▶ Assignment:
Below are some records; copy each line in them that contains "prepare".

▶ Records drawn from a dataset:
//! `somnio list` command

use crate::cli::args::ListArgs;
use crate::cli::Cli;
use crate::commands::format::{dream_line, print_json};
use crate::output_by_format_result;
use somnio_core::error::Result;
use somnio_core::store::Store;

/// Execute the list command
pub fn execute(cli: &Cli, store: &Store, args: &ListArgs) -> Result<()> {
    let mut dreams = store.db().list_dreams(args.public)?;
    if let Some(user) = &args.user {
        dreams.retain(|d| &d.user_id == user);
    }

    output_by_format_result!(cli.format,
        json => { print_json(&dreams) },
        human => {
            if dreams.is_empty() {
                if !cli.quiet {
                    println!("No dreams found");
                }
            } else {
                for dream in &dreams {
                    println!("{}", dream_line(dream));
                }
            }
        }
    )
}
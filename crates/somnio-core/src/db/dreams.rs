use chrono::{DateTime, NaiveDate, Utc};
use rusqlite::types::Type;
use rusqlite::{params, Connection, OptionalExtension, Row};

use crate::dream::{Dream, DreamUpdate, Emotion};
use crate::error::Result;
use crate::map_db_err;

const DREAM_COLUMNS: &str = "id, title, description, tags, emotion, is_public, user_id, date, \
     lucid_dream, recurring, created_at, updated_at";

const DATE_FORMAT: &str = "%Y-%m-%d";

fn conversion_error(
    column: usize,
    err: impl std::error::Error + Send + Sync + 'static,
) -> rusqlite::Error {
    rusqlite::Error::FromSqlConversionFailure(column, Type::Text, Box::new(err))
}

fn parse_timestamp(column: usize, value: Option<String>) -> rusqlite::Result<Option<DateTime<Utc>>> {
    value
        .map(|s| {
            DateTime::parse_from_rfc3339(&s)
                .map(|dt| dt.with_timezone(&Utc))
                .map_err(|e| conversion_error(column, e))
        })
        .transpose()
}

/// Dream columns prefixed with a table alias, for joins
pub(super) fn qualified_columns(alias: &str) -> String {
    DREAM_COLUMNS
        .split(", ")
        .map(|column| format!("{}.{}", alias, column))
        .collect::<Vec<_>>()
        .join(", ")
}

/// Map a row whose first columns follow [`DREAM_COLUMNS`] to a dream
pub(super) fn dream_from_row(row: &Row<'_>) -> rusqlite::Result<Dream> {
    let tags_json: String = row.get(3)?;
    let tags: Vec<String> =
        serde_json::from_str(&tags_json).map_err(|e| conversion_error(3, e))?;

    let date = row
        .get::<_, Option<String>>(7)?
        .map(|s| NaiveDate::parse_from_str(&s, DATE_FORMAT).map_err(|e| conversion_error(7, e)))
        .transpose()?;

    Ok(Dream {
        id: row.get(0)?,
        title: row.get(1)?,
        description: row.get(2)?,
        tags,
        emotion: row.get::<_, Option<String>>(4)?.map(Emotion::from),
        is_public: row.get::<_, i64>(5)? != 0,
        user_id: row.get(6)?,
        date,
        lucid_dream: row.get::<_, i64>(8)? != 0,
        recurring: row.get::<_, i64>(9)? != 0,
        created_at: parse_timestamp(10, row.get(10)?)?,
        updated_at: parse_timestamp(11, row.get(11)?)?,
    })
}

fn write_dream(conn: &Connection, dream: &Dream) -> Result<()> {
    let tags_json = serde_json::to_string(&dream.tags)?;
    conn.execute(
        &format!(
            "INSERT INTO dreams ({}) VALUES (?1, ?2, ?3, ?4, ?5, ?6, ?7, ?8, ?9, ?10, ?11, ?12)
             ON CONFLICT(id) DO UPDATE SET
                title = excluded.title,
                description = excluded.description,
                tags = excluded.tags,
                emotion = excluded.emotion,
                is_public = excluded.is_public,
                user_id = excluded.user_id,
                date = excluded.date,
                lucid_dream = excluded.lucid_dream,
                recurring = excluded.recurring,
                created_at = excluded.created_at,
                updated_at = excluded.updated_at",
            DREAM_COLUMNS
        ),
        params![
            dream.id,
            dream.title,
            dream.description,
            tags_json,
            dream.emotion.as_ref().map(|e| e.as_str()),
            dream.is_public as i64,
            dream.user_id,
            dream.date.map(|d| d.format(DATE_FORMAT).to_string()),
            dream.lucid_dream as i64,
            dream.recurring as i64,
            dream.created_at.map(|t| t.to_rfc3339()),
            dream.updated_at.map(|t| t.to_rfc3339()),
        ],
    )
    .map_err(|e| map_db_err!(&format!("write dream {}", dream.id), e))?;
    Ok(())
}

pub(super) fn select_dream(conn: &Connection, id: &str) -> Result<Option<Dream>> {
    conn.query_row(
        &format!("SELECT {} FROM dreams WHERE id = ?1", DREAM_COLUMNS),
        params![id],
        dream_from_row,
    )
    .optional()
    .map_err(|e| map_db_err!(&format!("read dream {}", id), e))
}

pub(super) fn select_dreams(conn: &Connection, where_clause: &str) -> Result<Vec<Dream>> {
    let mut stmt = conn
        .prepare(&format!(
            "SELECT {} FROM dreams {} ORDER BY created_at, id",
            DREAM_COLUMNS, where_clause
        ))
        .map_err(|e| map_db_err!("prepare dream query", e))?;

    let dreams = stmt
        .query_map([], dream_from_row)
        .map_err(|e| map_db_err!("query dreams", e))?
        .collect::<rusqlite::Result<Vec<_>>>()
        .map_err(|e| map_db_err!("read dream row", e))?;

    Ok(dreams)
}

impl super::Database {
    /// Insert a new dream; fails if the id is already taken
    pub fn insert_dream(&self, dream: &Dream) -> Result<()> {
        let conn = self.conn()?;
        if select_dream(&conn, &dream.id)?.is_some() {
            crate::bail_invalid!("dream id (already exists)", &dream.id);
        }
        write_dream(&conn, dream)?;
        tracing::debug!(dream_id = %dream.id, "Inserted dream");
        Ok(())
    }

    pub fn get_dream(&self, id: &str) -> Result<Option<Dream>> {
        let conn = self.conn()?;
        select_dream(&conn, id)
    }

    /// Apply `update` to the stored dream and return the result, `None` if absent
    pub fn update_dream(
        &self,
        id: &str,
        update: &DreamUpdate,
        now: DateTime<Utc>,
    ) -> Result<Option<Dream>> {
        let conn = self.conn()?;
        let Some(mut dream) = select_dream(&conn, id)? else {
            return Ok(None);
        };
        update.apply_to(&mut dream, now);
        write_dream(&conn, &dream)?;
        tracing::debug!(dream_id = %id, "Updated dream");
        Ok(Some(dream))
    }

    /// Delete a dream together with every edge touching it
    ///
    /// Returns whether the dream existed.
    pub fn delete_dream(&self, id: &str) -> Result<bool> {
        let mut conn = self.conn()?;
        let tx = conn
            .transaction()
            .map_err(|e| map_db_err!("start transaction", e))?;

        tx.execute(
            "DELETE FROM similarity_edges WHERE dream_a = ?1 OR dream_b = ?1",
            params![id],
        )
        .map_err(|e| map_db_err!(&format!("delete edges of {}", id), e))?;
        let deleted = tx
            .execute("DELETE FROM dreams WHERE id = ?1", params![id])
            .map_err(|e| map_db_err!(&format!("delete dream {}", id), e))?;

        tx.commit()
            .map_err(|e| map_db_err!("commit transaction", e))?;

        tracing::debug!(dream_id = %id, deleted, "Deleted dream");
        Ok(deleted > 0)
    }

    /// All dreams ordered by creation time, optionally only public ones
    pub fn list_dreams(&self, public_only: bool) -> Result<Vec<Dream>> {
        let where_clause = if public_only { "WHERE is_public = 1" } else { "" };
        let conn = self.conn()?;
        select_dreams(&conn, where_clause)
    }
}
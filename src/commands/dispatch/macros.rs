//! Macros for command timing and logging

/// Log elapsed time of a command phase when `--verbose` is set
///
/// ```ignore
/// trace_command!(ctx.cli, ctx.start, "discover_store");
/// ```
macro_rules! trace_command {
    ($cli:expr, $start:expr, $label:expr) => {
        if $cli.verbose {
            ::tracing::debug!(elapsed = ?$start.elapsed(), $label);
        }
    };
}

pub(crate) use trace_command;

▶ Your solution:
        .prepare(&format!(
        .map_err(|e| map_db_err!("prepare dream query", e))?;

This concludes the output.